Novel and recurrent nuclear gene variations in a cohort of Chinese progressive external ophthalmoplegia patients with multiple mtDNA deletions

OBJECTIVES: This study aimed to investigate the clinical and genetic spectrum in Chinese patients with multiple mtDNA deletions presenting with autosomal‐inherited mitochondrial progressive external ophthalmoplegia (PEO). METHODS: Long‐range polymerase chain reaction and massively parallel sequencing of the mitochondrial genome were performed to detect deletions in muscle mtDNA of 274 unrelated families. Then, targeted next generation sequencing was used to detect nuclear gene variations in patients with multiple mtDNA deletions. RESULTS: A total of 40 Chinese PEO patients (10 males and 30 females) from 20 families were found to have multiple mtDNA deletions in this study, and the median age at onset was 35 (1–70) years. PEO and positive family history were the two prominent features of these patients, and ataxia, neuropathy, and hypogonadism were also present as onset symptoms in some patients. Fifteen of 20 probands with multiple mtDNA deletions were identified to carry nuclear gene variants; eight (40.0%) probands had variants within POLG, two (10.0%) within TWNK, two (10.0%) within RRM2B, two (10.0%) within TK2, and one (5.0%) within POLG2. A total of 24 variants were found in these five nuclear genes, of which 19 were novel.
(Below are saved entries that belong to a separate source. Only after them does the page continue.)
//! Compute devices.
//!
//! Device memory is a separate heap of byte allocations with its own budget,
//! so host/device residency, transfers and allocation failures behave like a
//! discrete accelerator. On the software device, kernels from the
//! [`KernelLibrary`] execute serially against that heap when a command buffer
//! is submitted. With the `wgpu` feature a device can instead run the kernels'
//! WGSL on a GPU adapter, staging the bound allocations through the heap.

use super::command::Command;
use super::kernels::{KernelInvocation, KernelLibrary, KernelSpec};
use crate::error::{MemoryKind, Result, ScopeError};
use std::collections::HashMap;
use std::sync::atomic::{AtomicU64, Ordering};
use std::sync::{Arc, Mutex, MutexGuard};

/// Capabilities reported by a device
#[derive(Debug, Clone, PartialEq)]
pub struct DeviceCaps {
    /// 64-bit integer arithmetic in kernels
    pub int64: bool,
    /// 64-bit float arithmetic in kernels
    pub float64: bool,
    /// Device memory that is also host visible
    pub unified_memory: bool,
    /// Total device memory in bytes
    pub memory_budget: usize,
    /// Largest supported workgroup (x * y * z)
    pub max_workgroup_size: u32,
    /// Largest workgroup count along one dispatch dimension
    pub max_workgroups: u32,
}

impl Default for DeviceCaps {
    fn default() -> Self {
        Self {
            int64: true,
            float64: true,
            unified_memory: false,
            memory_budget: 512 * 1024 * 1024,
            max_workgroup_size: 1024,
            max_workgroups: 65535,
        }
    }
}

/// Counters for work done by a device
#[derive(Debug, Clone, Copy, Default, PartialEq, Eq)]
pub struct DeviceStats {
    pub allocations: u64,
    pub uploads: u64,
    pub downloads: u64,
    pub bytes_uploaded: u64,
    pub bytes_downloaded: u64,
    pub dispatches: u64,
    pub submissions: u64,
}

#[derive(Default)]
struct StatCounters {
    allocations: AtomicU64,
    uploads: AtomicU64,
    downloads: AtomicU64,
    bytes_uploaded: AtomicU64,
    bytes_downloaded: AtomicU64,
    dispatches: AtomicU64,
    submissions: AtomicU64,
}

/// Identifier of one allocation in device memory
#[derive(Debug, Clone, Copy, PartialEq, Eq, Hash, PartialOrd, Ord)]
pub struct AllocId(pub u64);

#[derive(Default)]
pub(crate) struct DeviceHeap {
    blocks: HashMap<AllocId, Vec<u8>>,
    next_id: u64,
    used: usize,
}

impl DeviceHeap {
    pub(crate) fn take(&mut self, id: AllocId) -> Option<Vec<u8>> {
        self.blocks.remove(&id)
    }

    pub(crate) fn put_back(&mut self, id: AllocId, block: Vec<u8>) {
        self.blocks.insert(id, block);
    }

    pub(crate) fn get(&self, id: AllocId) -> Option<&Vec<u8>> {
        self.blocks.get(&id)
    }

    pub(crate) fn get_mut(&mut self, id: AllocId) -> Option<&mut Vec<u8>> {
        self.blocks.get_mut(&id)
    }
}

/// Where dispatches run
pub(crate) enum Executor {
    /// Kernel entry functions on the calling thread
    Software,
    #[cfg(feature = "wgpu")]
    Wgpu(super::wgpu_backend::WgpuExecutor),
}

/// A compute device with its own memory heap and kernel library
pub struct ComputeDevice {
    name: String,
    caps: DeviceCaps,
    heap: Mutex<DeviceHeap>,
    kernels: KernelLibrary,
    executor: Executor,
    stats: StatCounters,
}

impl std::fmt::Debug for ComputeDevice {
    fn fmt(&self, f: &mut std::fmt::Formatter<'_>) -> std::fmt::Result {
        f.debug_struct("ComputeDevice")
            .field("name", &self.name)
            .field("caps", &self.caps)
            .field("backend", &self.backend_name())
            .finish()
    }
}

impl ComputeDevice {
    /// Software device executing kernels on the host
    pub fn new(name: impl Into<String>, caps: DeviceCaps) -> Arc<Self> {
        Self::with_executor(name.into(), caps, Executor::Software)
    }

    /// Device backed by the default wgpu adapter.
    ///
    /// Capabilities come from the adapter limits; WGSL has no 64-bit types, so
    /// `int64` and `float64` are always off.
    #[cfg(feature = "wgpu")]
    pub fn open_wgpu(memory_budget: usize) -> Result<Arc<Self>> {
        let (name, caps, executor) = super::wgpu_backend::WgpuExecutor::open(memory_budget)?;
        Ok(Self::with_executor(name, caps, Executor::Wgpu(executor)))
    }

    fn with_executor(name: String, caps: DeviceCaps, executor: Executor) -> Arc<Self> {
        let device = Self {
            name,
            caps,
            heap: Mutex::new(DeviceHeap::default()),
            kernels: KernelLibrary::builtin(),
            executor,
            stats: StatCounters::default(),
        };
        tracing::info!(
            "Compute device '{}' ready ({}): int64={} fp64={} unified={} budget={} bytes",
            device.name,
            device.backend_name(),
            device.caps.int64,
            device.caps.float64,
            device.caps.unified_memory,
            device.caps.memory_budget
        );
        Arc::new(device)
    }

    pub fn name(&self) -> &str {
        &self.name
    }

    pub fn backend_name(&self) -> &'static str {
        match &self.executor {
            Executor::Software => "software",
            #[cfg(feature = "wgpu")]
            Executor::Wgpu(_) => "wgpu",
        }
    }

    /// Whether this device's backend can execute `kernel`
    #[cfg_attr(not(feature = "wgpu"), allow(unused_variables))]
    pub fn can_execute(&self, kernel: &KernelSpec) -> bool {
        match &self.executor {
            Executor::Software => true,
            #[cfg(feature = "wgpu")]
            Executor::Wgpu(_) => kernel.wgsl.is_some(),
        }
    }

    pub fn caps(&self) -> &DeviceCaps {
        &self.caps
    }

    pub fn kernels(&self) -> &KernelLibrary {
        &self.kernels
    }

    /// Bytes currently allocated
    pub fn memory_used(&self) -> usize {
        self.lock_heap().used
    }

    pub fn stats(&self) -> DeviceStats {
        let s = &self.stats;
        DeviceStats {
            allocations: s.allocations.load(Ordering::Relaxed),
            uploads: s.uploads.load(Ordering::Relaxed),
            downloads: s.downloads.load(Ordering::Relaxed),
            bytes_uploaded: s.bytes_uploaded.load(Ordering::Relaxed),
            bytes_downloaded: s.bytes_downloaded.load(Ordering::Relaxed),
            dispatches: s.dispatches.load(Ordering::Relaxed),
            submissions: s.submissions.load(Ordering::Relaxed),
        }
    }

    pub(crate) fn lock_heap(&self) -> MutexGuard<'_, DeviceHeap> {
        // A panicking kernel leaves the heap structurally intact
        self.heap.lock().unwrap_or_else(|e| e.into_inner())
    }

    /// Allocate `bytes` of zeroed device memory
    pub fn allocate(self: &Arc<Self>, bytes: usize) -> Result<DeviceAllocation> {
        let mut heap = self.lock_heap();
        if heap.used.saturating_add(bytes) > self.caps.memory_budget {
            tracing::debug!(
                "Device '{}' allocation of {} bytes exceeds budget ({} of {} used)",
                self.name,
                bytes,
                heap.used,
                self.caps.memory_budget
            );
            return Err(ScopeError::OutOfMemory {
                kind: MemoryKind::Device,
                requested_bytes: bytes,
            });
        }
        let id = AllocId(heap.next_id);
        heap.next_id += 1;
        heap.used += bytes;
        heap.blocks.insert(id, vec![0u8; bytes]);
        self.stats.allocations.fetch_add(1, Ordering::Relaxed);
        Ok(DeviceAllocation {
            id,
            bytes,
            device: Arc::clone(self),
        })
    }

    fn release(&self, id: AllocId, bytes: usize) {
        let mut heap = self.lock_heap();
        if heap.blocks.remove(&id).is_some() {
            heap.used = heap.used.saturating_sub(bytes);
        }
    }

    /// Host → device copy into an allocation
    pub(crate) fn write(&self, id: AllocId, offset: usize, data: &[u8]) {
        let mut heap = self.lock_heap();
        if let Some(block) = heap.get_mut(id) {
            let end = (offset + data.len()).min(block.len());
            if end > offset {
                block[offset..end].copy_from_slice(&data[..end - offset]);
            }
        }
        self.stats.uploads.fetch_add(1, Ordering::Relaxed);
        self.stats
            .bytes_uploaded
            .fetch_add(data.len() as u64, Ordering::Relaxed);
    }

    /// Device → host copy of the first `len` bytes of an allocation
    pub(crate) fn read(&self, id: AllocId, len: usize) -> Vec<u8> {
        let heap = self.lock_heap();
        let out = heap
            .get(id)
            .map(|block| block[..len.min(block.len())].to_vec())
            .unwrap_or_default();
        self.stats.downloads.fetch_add(1, Ordering::Relaxed);
        self.stats
            .bytes_downloaded
            .fetch_add(out.len() as u64, Ordering::Relaxed);
        out
    }

    /// Device-side copy of `len` bytes between allocations
    pub(crate) fn copy(&self, src: AllocId, dst: AllocId, len: usize) {
        let mut heap = self.lock_heap();
        let Some(data) = heap.get(src).map(|b| b[..len.min(b.len())].to_vec()) else {
            return;
        };
        if let Some(block) = heap.get_mut(dst) {
            let n = data.len().min(block.len());
            block[..n].copy_from_slice(&data[..n]);
        }
    }

    pub(crate) fn count_dispatch(&self) {
        self.stats.dispatches.fetch_add(1, Ordering::Relaxed);
    }

    /// Run recorded commands in order and wait for them to finish
    pub(crate) fn execute(&self, commands: Vec<Command>) -> Result<()> {
        match &self.executor {
            Executor::Software => commands
                .into_iter()
                .try_for_each(|command| self.execute_on_host(command)),
            #[cfg(feature = "wgpu")]
            Executor::Wgpu(gpu) => {
                let mut heap = self.lock_heap();
                let dispatches = gpu.execute(&mut heap, commands)?;
                self.stats.dispatches.fetch_add(dispatches, Ordering::Relaxed);
                Ok(())
            }
        }
    }

    fn execute_on_host(&self, command: Command) -> Result<()> {
        match command {
            // Execution is serial, so descriptor updates and barriers are ordering markers only
            Command::BindDescriptor { .. } | Command::Barrier => Ok(()),
            Command::Dispatch {
                kernel,
                bindings,
                push,
                groups,
            } => {
                let mut heap = self.lock_heap();
                let mut blocks = Vec::with_capacity(bindings.len());
                for &id in &bindings {
                    match heap.take(id) {
                        Some(block) => blocks.push(block),
                        None => {
                            for (&taken, block) in bindings.iter().zip(blocks) {
                                heap.put_back(taken, block);
                            }
                            return Err(ScopeError::InvalidParameter(format!(
                                "kernel '{}' bound to a missing or aliased allocation {:?}",
                                kernel.name, id
                            )));
                        }
                    }
                }

                let global_size = [
                    groups[0] * kernel.local_size[0],
                    groups[1] * kernel.local_size[1],
                    groups[2] * kernel.local_size[2],
                ];
                let mut inv = KernelInvocation {
                    push: &push,
                    buffers: &mut blocks,
                    global_size,
                };
                (kernel.entry)(&mut inv);
                self.count_dispatch();

                for (&id, block) in bindings.iter().zip(blocks) {
                    heap.put_back(id, block);
                }
                Ok(())
            }
        }
    }

    pub(crate) fn count_submission(&self) {
        self.stats.submissions.fetch_add(1, Ordering::Relaxed);
    }
}

/// An owned region of device memory, released on drop
pub struct DeviceAllocation {
    id: AllocId,
    bytes: usize,
    device: Arc<ComputeDevice>,
}

impl DeviceAllocation {
    pub fn id(&self) -> AllocId {
        self.id
    }

    pub fn size_bytes(&self) -> usize {
        self.bytes
    }

    pub fn device(&self) -> &Arc<ComputeDevice> {
        &self.device
    }

    pub fn is_on(&self, device: &Arc<ComputeDevice>) -> bool {
        Arc::ptr_eq(&self.device, device)
    }
}

impl std::fmt::Debug for DeviceAllocation {
    fn fmt(&self, f: &mut std::fmt::Formatter<'_>) -> std::fmt::Result {
        write!(f, "DeviceAllocation({:?}, {} bytes)", self.id, self.bytes)
    }
}

impl Drop for DeviceAllocation {
    fn drop(&mut self) {
        self.device.release(self.id, self.bytes);
    }
}

#[cfg(test)]
mod tests {
    use super::*;

    fn small_device(budget: usize) -> Arc<ComputeDevice> {
        ComputeDevice::new(
            "test",
            DeviceCaps {
                memory_budget: budget,
                ..DeviceCaps::default()
            },
        )
    }

    #[test]
    fn test_allocation_respects_budget() {
        let dev = small_device(1024);
        let a = dev.allocate(800).unwrap();
        assert_eq!(dev.memory_used(), 800);

        let err = dev.allocate(400).unwrap_err();
        assert!(err.is_out_of_memory());

        drop(a);
        assert_eq!(dev.memory_used(), 0);
        assert!(dev.allocate(400).is_ok());
    }

    #[test]
    fn test_write_read_and_copy() {
        let dev = small_device(1024);
        let a = dev.allocate(8).unwrap();
        let b = dev.allocate(8).unwrap();
        dev.write(a.id(), 0, &[1, 2, 3, 4, 5, 6, 7, 8]);
        dev.copy(a.id(), b.id(), 8);
        assert_eq!(dev.read(b.id(), 4), vec![1, 2, 3, 4]);

        let stats = dev.stats();
        assert_eq!(stats.uploads, 1);
        assert_eq!(stats.bytes_uploaded, 8);
        assert_eq!(stats.downloads, 1);
        assert_eq!(stats.bytes_downloaded, 4);
    }
}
The causal nuclear genetic factors in five pedigrees remain undetermined. CONCLUSIONS: The POLG gene is the most common disease‐causing gene in this group of PEO patients with multiple mtDNA deletions. While inherited PEO is the most prominent symptoms in these patients, genotypic and phenotypic heterogeneity still exist, for example in onset age, initial symptoms, and accompanying manifestations.